But the rest of her scientific pursuits look a little different these days. Now a paleoecologist and a professor and curator of paleontology at the University of Colorado, Dr. Chin studies extinct organisms and is one of the world’s leading experts in coprolites, aka, fossilized feces of prehistoric animals or, more colloquially, really old poop! 

“I became fascinated with how challenging it is to reconstruct what ancient life was like with relatively little fossil evidence,” she says, sharing how working at the Museum of the Rockies in Bozeman, Montana galvanized her interest in paleontology.  

“I just began to think about paleontology all the time,” she laughs. “It was just so interesting to think about, to read about, to talk about.” 

Can you tell us about your area of expertise? 

I’m a paleoecologist and a professor and curator of paleontology at the University of Colorado. I teach, I'm a curator, and I also do research. Paleoecology is the study of ancient ecosystems, and it can be challenging because it's hard to get enough information to try to infer how different organisms were interacting with each other or with their environment long ago. But we do the best we can with the clues we find in the fossil record. 

I study trace fossils—like coprolites—that tell us about ancient life. They’re not body fossils like bones or wood. Trace fossils provide evidence for animal activities and I really like studying them because if you find specimens that are well preserved, they can tell us things about interactions among ancient organisms. 

The purpose of science is usually to answer questions about what we see in our world. But I found early on that I was particularly fascinated with questions in paleontology about life that lived millions of years ago. 
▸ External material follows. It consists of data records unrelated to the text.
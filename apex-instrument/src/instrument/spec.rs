use crate::Side;
use derive_more::Constructor;
use rust_decimal::{
    prelude::{FromPrimitive, ToPrimitive},
    Decimal,
};
use serde::{Deserialize, Serialize};
use std::{fmt::Display, str::FromStr};
use thiserror::Error;

/// Venue trading rules for an [`Instrument`](crate::instrument::Instrument).
#[derive(
    Debug, Clone, Copy, Eq, PartialEq, Ord, PartialOrd, Hash, Deserialize, Serialize, Constructor,
)]
pub struct InstrumentSpec {
    /// Minimum price increment.
    pub tick_size: ScaledNum,
    /// Minimum quantity increment.
    pub lot_size: ScaledNum,
    /// Minimum order quantity, in base asset units.
    pub min_size: Decimal,
    /// Minimum order notional, in quote asset units.
    pub min_notional: Decimal,
}

/// Exact scaled-integer quantity: `mantissa * 10^-scale`.
///
/// Used for tick and lot sizes so that rounding a raw price or quantity up, down, or in the
/// passive direction is exact, with no binary floating point residue.
#[derive(
    Debug, Clone, Copy, Eq, PartialEq, Ord, PartialOrd, Hash, Deserialize, Serialize, Constructor,
)]
pub struct ScaledNum {
    pub mantissa: i64,
    pub scale: u32,
}

#[derive(Debug, Clone, Error)]
#[error("invalid ScaledNum: {0}")]
pub struct ParseScaledNumError(pub String);

impl ScaledNum {
    pub fn zero() -> Self {
        Self::new(0, 0)
    }

    pub fn is_zero(&self) -> bool {
        self.mantissa == 0
    }

    pub fn as_decimal(&self) -> Decimal {
        Decimal::new(self.mantissa, self.scale)
    }

    pub fn as_f64(&self) -> f64 {
        self.as_decimal().to_f64().unwrap_or(f64::NAN)
    }

    /// Round `value` down to the nearest multiple of this increment.
    ///
    /// A zero increment, or a non-finite `value`, returns `value` unchanged.
    pub fn round_down(&self, value: f64) -> f64 {
        self.round_with(value, Decimal::floor)
    }

    /// Round `value` up to the nearest multiple of this increment.
    pub fn round_up(&self, value: f64) -> f64 {
        self.round_with(value, Decimal::ceil)
    }

    /// Round `value` away from the touch: down for a buy, up for a sell.
    pub fn round_passive(&self, value: f64, side: Side) -> f64 {
        match side {
            Side::Buy => self.round_down(value),
            Side::Sell => self.round_up(value),
        }
    }

    fn round_with(&self, value: f64, f: impl Fn(&Decimal) -> Decimal) -> f64 {
        if self.is_zero() || !value.is_finite() {
            return value;
        }
        let step = self.as_decimal();
        let Some(value) = Decimal::from_f64(value) else {
            return value;
        };
        (f(&(value / step)) * step).to_f64().unwrap_or(f64::NAN)
    }
}

impl Display for ScaledNum {
    fn fmt(&self, f: &mut std::fmt::Formatter<'_>) -> std::fmt::Result {
        write!(f, "{}", self.as_decimal())
    }
}

impl FromStr for ScaledNum {
    type Err = ParseScaledNumError;

    fn from_str(s: &str) -> Result<Self, Self::Err> {
        let decimal = Decimal::from_str(s)
            .map_err(|_| ParseScaledNumError(s.to_string()))?
            .normalize();

        let mantissa = i64::try_from(decimal.mantissa())
            .map_err(|_| ParseScaledNumError(s.to_string()))?;

        Ok(Self::new(mantissa, decimal.scale()))
    }
}

#[cfg(test)]
mod tests {
    use super::*;

    #[test]
    fn test_scaled_num_parse() {
        struct TestCase {
            input: &'static str,
            expected: ScaledNum,
        }

        let cases = vec![
            TestCase {
                input: "0.01",
                expected: ScaledNum::new(1, 2),
            },
            TestCase {
                input: "0.0001",
                expected: ScaledNum::new(1, 4),
            },
            TestCase {
                input: "0.010",
                expected: ScaledNum::new(1, 2),
            },
            TestCase {
                input: "5",
                expected: ScaledNum::new(5, 0),
            },
            TestCase {
                input: "0.25",
                expected: ScaledNum::new(25, 2),
            },
        ];

        for (index, test) in cases.into_iter().enumerate() {
            assert_eq!(
                ScaledNum::from_str(test.input).unwrap(),
                test.expected,
                "TC{index} failed"
            );
        }
    }

    #[test]
    fn test_round_down_and_up_are_exact() {
        let tick = ScaledNum::new(1, 2); // 0.01

        assert_eq!(tick.round_down(100.019), 100.01);
        assert_eq!(tick.round_up(100.011), 100.02);
        assert_eq!(tick.round_down(100.01), 100.01);
        assert_eq!(tick.round_up(100.01), 100.01);
    }

    #[test]
    fn test_round_passive_direction() {
        let tick = ScaledNum::new(1, 2);

        // buy rounds down (away from the offer)
        assert_eq!(tick.round_passive(100.019, Side::Buy), 100.01);
        assert!(tick.round_passive(100.019, Side::Buy) <= 100.019);

        // sell rounds up (away from the bid)
        assert_eq!(tick.round_passive(100.011, Side::Sell), 100.02);
        assert!(tick.round_passive(100.011, Side::Sell) >= 100.011);
    }

    #[test]
    fn test_round_passive_idempotent() {
        let tick = ScaledNum::new(1, 4);

        for side in [Side::Buy, Side::Sell] {
            for raw in [0.12345678, 99.99995, 3.0, 0.0001] {
                let once = tick.round_passive(raw, side);
                let twice = tick.round_passive(once, side);
                assert_eq!(once, twice, "round_passive not idempotent for {raw} {side}");
            }
        }
    }

    #[test]
    fn test_zero_increment_is_identity() {
        let none = ScaledNum::zero();
        assert_eq!(none.round_down(123.456), 123.456);
        assert_eq!(none.round_up(123.456), 123.456);
    }
}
What can we learn from studying coprolites? 

Fossilized dung can tell us about a variety of things. It can tell us which animals, plants and other living organisms were around at the same time. It can tell us about trophic interactions—or who ate whom in the ancient world. We can even look at some of the organic materials preserved in fossilized feces and get information about ancient climatic conditions. 

Dung also tells us how carbon resources and nutrients are recycled in the world. We all need energy to survive and, in our case, that energy comes from carbon compounds. Coprolites provide very important information about how carbon compounds, which were kind of like ancient money, were recycled through different organisms.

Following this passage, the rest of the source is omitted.